**WHAT THIS TASK INVOLVES:**
Nothing belongs in the answer except the lines of the material that include "StepUpFailed".

**ENTRIES PROVIDED:**
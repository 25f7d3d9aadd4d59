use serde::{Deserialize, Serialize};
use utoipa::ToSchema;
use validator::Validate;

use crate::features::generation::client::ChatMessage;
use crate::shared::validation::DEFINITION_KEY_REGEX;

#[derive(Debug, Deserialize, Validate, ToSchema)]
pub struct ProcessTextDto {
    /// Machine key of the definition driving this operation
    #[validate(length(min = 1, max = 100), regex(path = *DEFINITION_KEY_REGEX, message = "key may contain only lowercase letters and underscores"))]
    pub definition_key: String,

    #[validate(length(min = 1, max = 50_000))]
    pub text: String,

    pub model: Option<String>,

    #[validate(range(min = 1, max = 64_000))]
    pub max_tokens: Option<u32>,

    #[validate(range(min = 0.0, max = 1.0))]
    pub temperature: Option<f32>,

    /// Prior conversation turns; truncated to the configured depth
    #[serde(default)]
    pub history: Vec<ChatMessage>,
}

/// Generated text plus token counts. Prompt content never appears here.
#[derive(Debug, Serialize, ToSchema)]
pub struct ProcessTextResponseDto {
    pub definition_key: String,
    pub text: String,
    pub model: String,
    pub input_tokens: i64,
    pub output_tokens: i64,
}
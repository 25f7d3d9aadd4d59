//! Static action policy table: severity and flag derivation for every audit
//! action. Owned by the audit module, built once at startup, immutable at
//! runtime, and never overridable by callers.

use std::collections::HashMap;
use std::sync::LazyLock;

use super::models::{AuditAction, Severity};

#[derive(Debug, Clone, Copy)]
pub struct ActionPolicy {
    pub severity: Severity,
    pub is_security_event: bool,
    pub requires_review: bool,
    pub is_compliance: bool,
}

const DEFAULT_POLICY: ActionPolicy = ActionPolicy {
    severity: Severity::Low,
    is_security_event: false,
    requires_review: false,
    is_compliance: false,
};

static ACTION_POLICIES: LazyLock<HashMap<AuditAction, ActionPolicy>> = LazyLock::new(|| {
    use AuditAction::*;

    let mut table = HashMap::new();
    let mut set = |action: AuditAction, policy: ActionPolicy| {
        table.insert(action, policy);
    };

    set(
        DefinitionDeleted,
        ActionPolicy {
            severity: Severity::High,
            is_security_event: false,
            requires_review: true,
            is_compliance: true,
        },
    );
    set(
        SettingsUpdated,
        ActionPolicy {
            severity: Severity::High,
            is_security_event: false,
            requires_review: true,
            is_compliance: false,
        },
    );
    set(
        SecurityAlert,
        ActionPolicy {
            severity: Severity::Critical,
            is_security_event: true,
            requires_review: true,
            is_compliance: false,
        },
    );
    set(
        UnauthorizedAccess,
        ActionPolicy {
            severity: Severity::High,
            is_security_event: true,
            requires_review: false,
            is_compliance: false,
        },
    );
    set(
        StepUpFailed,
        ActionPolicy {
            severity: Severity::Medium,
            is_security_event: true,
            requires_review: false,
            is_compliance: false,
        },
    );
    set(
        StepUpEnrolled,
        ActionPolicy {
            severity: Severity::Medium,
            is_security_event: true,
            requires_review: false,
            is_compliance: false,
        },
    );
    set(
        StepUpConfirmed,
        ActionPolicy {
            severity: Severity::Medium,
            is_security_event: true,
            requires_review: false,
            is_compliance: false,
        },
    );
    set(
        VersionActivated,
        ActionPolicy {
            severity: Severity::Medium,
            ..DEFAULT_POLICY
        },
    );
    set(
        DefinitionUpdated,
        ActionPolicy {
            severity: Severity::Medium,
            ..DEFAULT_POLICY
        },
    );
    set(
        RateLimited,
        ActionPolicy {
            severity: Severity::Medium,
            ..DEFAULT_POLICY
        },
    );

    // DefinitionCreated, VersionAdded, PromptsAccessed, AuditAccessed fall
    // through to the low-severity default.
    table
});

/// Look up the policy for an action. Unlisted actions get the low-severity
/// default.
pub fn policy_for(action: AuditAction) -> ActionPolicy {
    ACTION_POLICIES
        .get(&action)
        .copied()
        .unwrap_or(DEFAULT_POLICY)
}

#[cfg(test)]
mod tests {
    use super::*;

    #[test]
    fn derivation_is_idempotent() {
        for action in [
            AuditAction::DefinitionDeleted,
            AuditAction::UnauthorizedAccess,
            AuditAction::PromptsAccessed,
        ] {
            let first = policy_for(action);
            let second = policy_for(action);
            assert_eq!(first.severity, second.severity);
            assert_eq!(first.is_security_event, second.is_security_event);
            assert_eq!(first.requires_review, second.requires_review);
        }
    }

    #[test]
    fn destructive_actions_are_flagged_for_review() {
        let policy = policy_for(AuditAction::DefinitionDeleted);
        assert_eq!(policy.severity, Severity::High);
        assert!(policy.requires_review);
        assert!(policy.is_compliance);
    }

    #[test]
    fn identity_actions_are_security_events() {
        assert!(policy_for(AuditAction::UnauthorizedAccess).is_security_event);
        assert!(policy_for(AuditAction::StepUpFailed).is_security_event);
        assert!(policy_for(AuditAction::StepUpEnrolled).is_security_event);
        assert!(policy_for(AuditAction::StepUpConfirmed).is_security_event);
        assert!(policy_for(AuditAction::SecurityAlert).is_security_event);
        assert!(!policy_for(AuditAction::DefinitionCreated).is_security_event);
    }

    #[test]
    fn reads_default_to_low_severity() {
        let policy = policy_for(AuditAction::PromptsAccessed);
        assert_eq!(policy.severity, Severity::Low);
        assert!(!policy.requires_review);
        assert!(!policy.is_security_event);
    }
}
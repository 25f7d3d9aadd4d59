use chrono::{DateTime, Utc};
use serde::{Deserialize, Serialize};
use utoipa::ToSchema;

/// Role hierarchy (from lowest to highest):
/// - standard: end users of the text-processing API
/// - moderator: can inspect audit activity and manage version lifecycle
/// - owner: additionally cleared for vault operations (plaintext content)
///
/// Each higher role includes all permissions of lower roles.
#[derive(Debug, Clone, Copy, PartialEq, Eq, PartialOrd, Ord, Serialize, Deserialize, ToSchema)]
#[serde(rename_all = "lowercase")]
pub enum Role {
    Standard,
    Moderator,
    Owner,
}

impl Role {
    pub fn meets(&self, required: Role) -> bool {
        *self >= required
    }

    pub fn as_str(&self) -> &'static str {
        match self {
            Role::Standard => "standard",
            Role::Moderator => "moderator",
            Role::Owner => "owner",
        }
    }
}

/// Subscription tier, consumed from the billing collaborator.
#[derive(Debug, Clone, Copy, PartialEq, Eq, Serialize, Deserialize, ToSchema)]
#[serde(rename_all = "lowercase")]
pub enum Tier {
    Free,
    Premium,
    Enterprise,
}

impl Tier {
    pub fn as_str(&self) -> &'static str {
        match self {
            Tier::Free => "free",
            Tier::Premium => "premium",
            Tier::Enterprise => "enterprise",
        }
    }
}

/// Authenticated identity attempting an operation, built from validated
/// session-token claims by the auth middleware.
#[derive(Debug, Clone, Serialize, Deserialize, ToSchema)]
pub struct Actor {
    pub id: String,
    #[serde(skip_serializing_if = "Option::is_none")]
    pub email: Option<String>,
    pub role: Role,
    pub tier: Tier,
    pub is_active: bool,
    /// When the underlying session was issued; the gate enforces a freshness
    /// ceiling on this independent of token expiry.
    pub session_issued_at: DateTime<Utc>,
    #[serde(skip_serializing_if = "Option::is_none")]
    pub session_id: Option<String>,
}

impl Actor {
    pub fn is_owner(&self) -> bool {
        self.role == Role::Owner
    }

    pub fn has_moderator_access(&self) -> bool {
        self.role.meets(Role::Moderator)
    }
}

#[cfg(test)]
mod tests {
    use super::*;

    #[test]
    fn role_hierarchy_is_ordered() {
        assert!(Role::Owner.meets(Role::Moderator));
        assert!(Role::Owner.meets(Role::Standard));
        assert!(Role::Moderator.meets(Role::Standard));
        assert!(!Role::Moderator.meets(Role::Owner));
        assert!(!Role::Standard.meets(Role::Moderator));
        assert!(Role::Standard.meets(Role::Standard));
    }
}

**EXERCISE RESULT:**
        StepUpFailed,
        assert!(policy_for(AuditAction::StepUpFailed).is_security_event);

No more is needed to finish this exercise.